┌────────
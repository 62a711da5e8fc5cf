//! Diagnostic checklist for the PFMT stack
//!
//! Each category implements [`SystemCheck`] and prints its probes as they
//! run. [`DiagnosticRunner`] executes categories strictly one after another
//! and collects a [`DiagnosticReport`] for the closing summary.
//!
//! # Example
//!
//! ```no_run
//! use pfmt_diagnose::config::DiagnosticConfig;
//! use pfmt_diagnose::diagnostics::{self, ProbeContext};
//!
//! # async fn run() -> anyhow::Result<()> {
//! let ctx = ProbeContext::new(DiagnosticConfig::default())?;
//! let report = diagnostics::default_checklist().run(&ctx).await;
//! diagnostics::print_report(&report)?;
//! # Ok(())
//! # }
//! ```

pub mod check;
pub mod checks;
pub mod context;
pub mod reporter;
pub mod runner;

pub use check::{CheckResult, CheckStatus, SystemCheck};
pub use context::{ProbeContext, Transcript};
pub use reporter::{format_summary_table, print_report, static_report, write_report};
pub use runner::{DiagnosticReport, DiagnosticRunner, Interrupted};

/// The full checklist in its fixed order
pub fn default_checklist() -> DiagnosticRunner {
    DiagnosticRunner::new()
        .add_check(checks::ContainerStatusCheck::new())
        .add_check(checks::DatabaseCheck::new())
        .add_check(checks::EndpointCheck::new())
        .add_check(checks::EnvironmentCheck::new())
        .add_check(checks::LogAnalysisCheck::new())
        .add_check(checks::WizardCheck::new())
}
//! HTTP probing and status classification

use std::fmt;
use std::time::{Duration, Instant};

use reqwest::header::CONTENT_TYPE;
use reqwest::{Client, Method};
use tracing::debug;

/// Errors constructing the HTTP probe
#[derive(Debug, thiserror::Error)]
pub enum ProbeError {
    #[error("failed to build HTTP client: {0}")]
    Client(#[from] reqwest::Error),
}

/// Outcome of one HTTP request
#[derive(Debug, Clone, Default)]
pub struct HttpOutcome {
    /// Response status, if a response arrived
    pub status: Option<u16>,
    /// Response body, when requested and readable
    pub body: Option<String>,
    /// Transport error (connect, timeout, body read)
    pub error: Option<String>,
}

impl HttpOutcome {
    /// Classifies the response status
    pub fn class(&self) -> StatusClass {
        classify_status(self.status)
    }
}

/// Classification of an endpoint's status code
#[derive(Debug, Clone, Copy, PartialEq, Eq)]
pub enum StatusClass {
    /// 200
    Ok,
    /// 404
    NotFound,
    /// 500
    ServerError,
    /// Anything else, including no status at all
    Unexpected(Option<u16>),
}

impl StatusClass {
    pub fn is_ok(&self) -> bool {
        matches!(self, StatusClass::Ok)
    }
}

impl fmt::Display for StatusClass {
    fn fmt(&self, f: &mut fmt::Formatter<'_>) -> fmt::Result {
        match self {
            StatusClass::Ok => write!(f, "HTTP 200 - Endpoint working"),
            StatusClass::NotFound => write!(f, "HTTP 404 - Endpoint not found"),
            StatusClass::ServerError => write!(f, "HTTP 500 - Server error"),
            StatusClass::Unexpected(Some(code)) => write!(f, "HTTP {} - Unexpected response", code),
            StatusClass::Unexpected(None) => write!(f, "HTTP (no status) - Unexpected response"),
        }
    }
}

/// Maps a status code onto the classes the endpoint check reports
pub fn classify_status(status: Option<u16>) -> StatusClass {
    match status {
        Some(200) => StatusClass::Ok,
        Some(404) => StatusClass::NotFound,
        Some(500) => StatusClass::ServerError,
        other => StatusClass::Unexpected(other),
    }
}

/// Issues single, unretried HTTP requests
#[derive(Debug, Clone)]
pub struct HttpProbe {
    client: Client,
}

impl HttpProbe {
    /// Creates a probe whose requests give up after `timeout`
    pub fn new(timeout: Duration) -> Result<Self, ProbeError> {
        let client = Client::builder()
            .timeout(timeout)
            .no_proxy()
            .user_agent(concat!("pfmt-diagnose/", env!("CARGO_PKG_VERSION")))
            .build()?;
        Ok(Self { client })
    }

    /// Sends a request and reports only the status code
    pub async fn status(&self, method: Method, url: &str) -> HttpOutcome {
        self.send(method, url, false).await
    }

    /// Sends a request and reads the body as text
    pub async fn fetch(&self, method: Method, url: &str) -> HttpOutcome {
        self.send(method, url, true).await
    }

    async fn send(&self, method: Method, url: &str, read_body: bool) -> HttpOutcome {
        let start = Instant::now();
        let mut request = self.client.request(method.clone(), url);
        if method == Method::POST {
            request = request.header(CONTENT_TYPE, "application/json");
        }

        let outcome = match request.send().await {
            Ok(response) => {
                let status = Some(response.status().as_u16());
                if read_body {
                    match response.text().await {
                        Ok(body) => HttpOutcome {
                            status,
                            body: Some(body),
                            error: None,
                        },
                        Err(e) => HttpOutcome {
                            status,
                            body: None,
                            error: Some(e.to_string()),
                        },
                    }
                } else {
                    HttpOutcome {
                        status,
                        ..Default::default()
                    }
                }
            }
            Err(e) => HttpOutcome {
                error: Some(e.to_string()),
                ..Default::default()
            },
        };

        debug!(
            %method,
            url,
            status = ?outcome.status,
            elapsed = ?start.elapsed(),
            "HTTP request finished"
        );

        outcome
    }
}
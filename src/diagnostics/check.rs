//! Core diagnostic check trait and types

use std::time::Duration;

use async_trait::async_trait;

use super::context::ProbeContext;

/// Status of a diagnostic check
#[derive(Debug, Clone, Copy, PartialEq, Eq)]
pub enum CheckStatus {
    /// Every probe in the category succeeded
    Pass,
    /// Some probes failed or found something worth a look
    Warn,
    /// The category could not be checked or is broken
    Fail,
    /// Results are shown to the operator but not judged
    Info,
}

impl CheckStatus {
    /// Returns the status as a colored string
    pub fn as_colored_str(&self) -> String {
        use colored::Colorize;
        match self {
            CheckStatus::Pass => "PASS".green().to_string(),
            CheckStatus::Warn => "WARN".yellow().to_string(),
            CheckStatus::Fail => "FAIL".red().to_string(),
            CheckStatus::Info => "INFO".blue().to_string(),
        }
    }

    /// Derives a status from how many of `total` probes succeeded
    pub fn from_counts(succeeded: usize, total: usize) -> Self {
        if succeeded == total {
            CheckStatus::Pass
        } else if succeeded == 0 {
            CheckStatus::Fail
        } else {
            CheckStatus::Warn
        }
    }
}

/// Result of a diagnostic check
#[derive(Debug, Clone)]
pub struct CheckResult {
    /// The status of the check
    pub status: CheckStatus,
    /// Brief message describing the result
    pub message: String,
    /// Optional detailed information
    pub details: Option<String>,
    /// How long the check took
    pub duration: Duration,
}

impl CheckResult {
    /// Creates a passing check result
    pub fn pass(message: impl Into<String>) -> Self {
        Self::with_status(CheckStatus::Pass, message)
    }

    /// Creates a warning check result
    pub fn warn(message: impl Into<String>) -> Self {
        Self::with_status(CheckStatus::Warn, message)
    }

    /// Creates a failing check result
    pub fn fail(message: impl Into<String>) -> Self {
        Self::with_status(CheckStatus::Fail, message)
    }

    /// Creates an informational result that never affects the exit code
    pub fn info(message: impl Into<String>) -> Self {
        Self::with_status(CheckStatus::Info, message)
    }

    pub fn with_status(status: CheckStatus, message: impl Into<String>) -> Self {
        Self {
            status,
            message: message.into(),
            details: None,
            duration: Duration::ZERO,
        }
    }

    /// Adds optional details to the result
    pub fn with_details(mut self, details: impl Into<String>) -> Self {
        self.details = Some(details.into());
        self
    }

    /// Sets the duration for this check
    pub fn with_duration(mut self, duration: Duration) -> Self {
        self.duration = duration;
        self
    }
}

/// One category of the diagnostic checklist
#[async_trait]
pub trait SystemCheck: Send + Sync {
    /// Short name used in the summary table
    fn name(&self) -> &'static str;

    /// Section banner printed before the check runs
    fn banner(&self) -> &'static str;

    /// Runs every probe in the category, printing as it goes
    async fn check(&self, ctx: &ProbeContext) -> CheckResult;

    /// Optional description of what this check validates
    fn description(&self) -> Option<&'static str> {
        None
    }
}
└────────
Requirement = Tell how many lines of the data above include the string "succeeded", with no other text in the answer.

Response to the task = 5